Right now its 10 nodes, 8 data, 2 master. around 1080 indices of 10-50gb in 11500 shards. Its gotten big, maybe too big.
Now it keeps timing out requests and there is a lot of node stats errors in the logs on the master:
org.elasticsearch.transport.ReceiveTimeoutTransportException: [elasticdb02pl][10.77.168.41:9300][cluster:monitor/nodes/stats[n]] request_id [233363] timed out after [15000ms]

I tried putting more resources into the cluster:
*gave the data nodes more memory, now at 32g and 20g for heap
*more cpu, now at 6 vcpu was 4
*more nodes, was at 2 masters + 6 data, now at 2 masters + 8 data.
It still wont answer my prayers... errr requests...

I dont know where the bottleneck is. They are all in the same VLAN with no firewalls, HW is VMware 6.0, Storage is NFS, 1 mount of 9TB per node, apprx. 65% full.
It ran fine, until it didnt...

Any suggestions please?

/Martin

That's bad, there is no majority of 2, see Important Configuration Changes | Elasticsearch: The Definitive Guide [2.x] | Elastic

That's too many shards, use _shrink to reduce that so each index is a single shard.

Based on the data you have provided you have around 6TB of data per node with an average shard size of 4GB. In order to be able to hold as much data as possible per node, you should aim for a larger shard size, ideally somewhere around 20-30GB in size.
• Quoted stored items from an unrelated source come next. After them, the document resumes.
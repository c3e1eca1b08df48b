use anyhow::Result;
use commuter::error::CommuterError;
use commuter::storage::{FileStore, StorageProvider};
use commuter::{cli, setup_logging};

fn main() -> Result<()> {
    setup_logging()?;

    let store = FileStore::new()?;
    let configuration = store.load_configuration()?;

    let args: Vec<String> = std::env::args().skip(1).collect();
    let command = match cli::resolve(configuration.as_ref(), &args, Box::new(store)) {
        Ok(command) => command,
        // Malformed flags print clap's usage message and exit.
        Err(CommuterError::Usage(e)) => e.exit(),
        Err(e) => return Err(e.into()),
    };

    command.validate()?;
    command.run()?;
    Ok(())
}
Use the shrink API to reduce the number of primary shards to 1 as Mark suggested. Start with the smallest indices. You can also reduce overhead by running a force merge down to a few segments (is I/O intensive) once the shrink operation has completed. Only do this for indices no longer being indexed into.

I would also recommend installing X-Pack Monitoring if you have not already, as this will give you a better idea about what is going on.
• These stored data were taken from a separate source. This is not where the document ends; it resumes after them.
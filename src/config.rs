//! Persisted records: provider configuration and the named-location table

use serde::{Deserialize, Serialize};
use std::collections::BTreeMap;

/// Reserved alias consulted when `--from`/`--to` is not given.
pub const DEFAULT_LOCATION_ALIAS: &str = "default";

/// Provider configuration. Absence of a stored record means the
/// application has not been configured yet.
#[derive(Debug, Clone, Serialize, Deserialize)]
pub struct Configuration {
    /// Google Maps API key
    pub api_key: String,
}

/// Named-location table: alias -> address or "lat,lon" string.
///
/// Keys are case-sensitive and matched exactly. Iteration order is
/// stable (sorted by alias).
#[derive(Debug, Clone, Default, PartialEq, Serialize, Deserialize)]
#[serde(transparent)]
pub struct Locations(BTreeMap<String, String>);

impl Locations {
    /// Look up the value stored for an alias
    pub fn get(&self, name: &str) -> Option<&str> {
        self.0.get(name).map(String::as_str)
    }

    /// Insert or overwrite an alias
    pub fn set(&mut self, name: impl Into<String>, value: impl Into<String>) {
        self.0.insert(name.into(), value.into());
    }

    /// Iterate over (alias, value) pairs in stable order
    pub fn iter(&self) -> impl Iterator<Item = (&str, &str)> {
        self.0.iter().map(|(k, v)| (k.as_str(), v.as_str()))
    }

    pub fn len(&self) -> usize {
        self.0.len()
    }

    pub fn is_empty(&self) -> bool {
        self.0.is_empty()
    }

    /// Resolve a user-supplied location string: an alias substitutes its
    /// stored value, anything else passes through as a literal address.
    pub fn resolve(&self, value: &str) -> String {
        match self.get(value) {
            Some(stored) => stored.to_string(),
            None => value.to_string(),
        }
    }
}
Also add another master node as per Mark's suggestion. You always want 3 dedicated master nodes so that you can lose one and the remaining ones are able to form a majority and elect a master.

What about new indices? I have it set to 8 now, to split new indices over all 8 data nodes to get max indexing performance.

If you need to have 8 primary shards I would recommend having each index cover a longer time period, e.g. a week or a month. It is also possible to index into 8 primary shards and then use the shrink API to reduce the number of primary shards when it is no longer indexed into.

You can also use the rollover API to cut indices based on size rather than time to ensure you don't end up with too many small shards, which is inefficient. If you have a long retention period, all indices does not necessarily need to cover the same amount of time.

Given your volume size, you don't really need to worry about index performance at this point.